Your goal: Determine how many lines of this material contain "MutexKindTable". Give only the number.
--- Supplied records Enclosed Below ---
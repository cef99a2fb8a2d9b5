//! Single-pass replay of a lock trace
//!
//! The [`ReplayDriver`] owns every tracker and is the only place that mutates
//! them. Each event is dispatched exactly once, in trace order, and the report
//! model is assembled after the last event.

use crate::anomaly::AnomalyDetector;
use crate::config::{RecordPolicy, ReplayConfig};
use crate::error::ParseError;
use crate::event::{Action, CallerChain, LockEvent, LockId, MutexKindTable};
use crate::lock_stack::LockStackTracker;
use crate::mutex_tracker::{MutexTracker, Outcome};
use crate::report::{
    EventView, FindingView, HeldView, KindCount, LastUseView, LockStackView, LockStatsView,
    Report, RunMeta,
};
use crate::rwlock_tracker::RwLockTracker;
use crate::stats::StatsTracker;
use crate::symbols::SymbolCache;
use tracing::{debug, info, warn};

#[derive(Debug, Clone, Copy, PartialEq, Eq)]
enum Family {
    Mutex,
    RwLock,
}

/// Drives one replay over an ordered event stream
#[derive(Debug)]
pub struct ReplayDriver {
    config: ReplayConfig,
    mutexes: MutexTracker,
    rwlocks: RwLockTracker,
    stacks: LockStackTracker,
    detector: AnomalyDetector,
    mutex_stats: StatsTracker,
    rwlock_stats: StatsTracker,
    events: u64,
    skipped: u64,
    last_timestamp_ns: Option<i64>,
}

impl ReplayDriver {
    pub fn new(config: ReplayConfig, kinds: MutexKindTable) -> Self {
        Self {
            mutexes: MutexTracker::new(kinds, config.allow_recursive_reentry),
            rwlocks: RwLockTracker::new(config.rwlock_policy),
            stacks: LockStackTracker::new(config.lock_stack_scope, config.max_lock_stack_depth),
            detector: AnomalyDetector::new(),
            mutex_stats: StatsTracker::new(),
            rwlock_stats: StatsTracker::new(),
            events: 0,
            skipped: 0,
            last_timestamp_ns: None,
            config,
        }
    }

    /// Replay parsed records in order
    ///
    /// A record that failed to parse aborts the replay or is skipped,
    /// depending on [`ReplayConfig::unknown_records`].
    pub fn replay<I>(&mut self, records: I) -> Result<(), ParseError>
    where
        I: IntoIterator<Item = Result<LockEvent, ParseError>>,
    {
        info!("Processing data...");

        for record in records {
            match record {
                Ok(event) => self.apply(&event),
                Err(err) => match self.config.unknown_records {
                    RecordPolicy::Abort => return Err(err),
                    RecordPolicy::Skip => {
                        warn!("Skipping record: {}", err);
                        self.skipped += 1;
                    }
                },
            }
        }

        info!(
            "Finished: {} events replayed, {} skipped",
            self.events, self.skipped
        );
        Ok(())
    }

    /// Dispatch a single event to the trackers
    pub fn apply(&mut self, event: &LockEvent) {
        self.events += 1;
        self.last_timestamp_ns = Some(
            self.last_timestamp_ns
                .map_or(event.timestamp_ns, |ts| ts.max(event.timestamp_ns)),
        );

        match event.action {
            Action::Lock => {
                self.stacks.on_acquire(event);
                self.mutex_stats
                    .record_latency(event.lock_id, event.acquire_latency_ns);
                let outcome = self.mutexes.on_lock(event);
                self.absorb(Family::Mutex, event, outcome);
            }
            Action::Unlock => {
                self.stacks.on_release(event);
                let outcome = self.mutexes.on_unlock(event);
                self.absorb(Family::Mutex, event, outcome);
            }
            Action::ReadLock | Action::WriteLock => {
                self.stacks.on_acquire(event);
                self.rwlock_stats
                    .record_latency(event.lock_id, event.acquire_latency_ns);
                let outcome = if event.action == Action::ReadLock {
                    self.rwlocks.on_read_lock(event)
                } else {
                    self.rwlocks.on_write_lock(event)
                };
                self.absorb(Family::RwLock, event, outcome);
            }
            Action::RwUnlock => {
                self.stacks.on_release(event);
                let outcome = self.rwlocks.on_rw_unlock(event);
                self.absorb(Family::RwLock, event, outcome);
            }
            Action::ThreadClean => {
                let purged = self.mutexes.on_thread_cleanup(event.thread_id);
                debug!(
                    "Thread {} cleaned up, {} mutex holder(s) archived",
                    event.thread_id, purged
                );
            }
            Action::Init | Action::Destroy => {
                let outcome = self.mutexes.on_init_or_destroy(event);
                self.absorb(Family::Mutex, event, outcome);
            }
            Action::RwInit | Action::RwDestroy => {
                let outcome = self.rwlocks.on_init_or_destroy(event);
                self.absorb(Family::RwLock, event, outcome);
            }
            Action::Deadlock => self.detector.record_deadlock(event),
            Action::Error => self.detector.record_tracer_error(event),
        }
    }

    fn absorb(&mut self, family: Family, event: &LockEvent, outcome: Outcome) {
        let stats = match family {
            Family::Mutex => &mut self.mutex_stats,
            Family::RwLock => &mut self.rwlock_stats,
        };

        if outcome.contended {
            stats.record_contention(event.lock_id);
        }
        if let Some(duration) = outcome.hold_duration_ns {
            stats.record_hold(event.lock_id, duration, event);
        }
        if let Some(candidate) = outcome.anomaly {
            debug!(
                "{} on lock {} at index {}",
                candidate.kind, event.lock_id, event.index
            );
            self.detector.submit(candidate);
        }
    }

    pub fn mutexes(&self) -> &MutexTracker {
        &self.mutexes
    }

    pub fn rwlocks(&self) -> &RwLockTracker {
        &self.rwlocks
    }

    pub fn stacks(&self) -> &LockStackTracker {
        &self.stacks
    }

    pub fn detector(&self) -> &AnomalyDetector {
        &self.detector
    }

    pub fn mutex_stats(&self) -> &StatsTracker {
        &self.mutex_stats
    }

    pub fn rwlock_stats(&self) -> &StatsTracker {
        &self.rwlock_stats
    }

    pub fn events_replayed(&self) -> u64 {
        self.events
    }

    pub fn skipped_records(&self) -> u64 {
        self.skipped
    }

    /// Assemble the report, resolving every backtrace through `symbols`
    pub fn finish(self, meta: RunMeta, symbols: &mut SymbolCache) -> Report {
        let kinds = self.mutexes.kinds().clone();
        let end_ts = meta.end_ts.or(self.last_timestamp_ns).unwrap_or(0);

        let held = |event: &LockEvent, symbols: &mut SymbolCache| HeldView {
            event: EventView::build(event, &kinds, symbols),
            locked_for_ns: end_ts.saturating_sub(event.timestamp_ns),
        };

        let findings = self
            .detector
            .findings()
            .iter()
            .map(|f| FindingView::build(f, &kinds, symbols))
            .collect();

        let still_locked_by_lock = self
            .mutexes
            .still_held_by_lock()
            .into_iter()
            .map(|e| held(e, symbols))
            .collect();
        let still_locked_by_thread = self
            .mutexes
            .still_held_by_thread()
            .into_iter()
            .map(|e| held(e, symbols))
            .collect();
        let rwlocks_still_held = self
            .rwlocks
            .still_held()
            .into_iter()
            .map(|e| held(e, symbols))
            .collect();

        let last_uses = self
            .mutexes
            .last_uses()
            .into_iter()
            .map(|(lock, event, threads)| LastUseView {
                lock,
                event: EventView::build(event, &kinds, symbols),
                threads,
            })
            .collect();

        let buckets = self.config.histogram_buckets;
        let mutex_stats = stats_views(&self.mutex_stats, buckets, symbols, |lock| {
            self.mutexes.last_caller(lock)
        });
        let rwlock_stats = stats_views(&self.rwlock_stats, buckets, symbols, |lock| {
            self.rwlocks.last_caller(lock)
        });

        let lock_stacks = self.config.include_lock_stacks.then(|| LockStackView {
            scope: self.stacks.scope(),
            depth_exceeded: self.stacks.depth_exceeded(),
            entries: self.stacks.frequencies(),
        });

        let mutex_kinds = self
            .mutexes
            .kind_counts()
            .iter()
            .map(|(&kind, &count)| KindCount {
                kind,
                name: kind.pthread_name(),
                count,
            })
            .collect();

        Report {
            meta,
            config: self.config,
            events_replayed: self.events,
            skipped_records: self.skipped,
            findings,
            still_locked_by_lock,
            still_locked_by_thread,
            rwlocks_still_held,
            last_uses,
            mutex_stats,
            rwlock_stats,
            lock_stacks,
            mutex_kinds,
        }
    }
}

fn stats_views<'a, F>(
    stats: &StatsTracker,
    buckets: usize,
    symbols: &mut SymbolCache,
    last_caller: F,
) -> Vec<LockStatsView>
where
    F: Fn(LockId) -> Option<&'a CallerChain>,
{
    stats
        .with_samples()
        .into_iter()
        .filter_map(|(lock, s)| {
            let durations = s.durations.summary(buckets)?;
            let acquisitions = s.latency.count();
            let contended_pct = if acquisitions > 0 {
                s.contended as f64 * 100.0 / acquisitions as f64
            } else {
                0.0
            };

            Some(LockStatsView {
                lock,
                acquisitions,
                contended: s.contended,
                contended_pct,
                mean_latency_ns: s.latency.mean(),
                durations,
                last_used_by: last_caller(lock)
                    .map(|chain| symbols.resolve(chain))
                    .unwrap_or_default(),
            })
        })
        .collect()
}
--- End of Enclosed Supplied records ---
Answer to this exercise: 2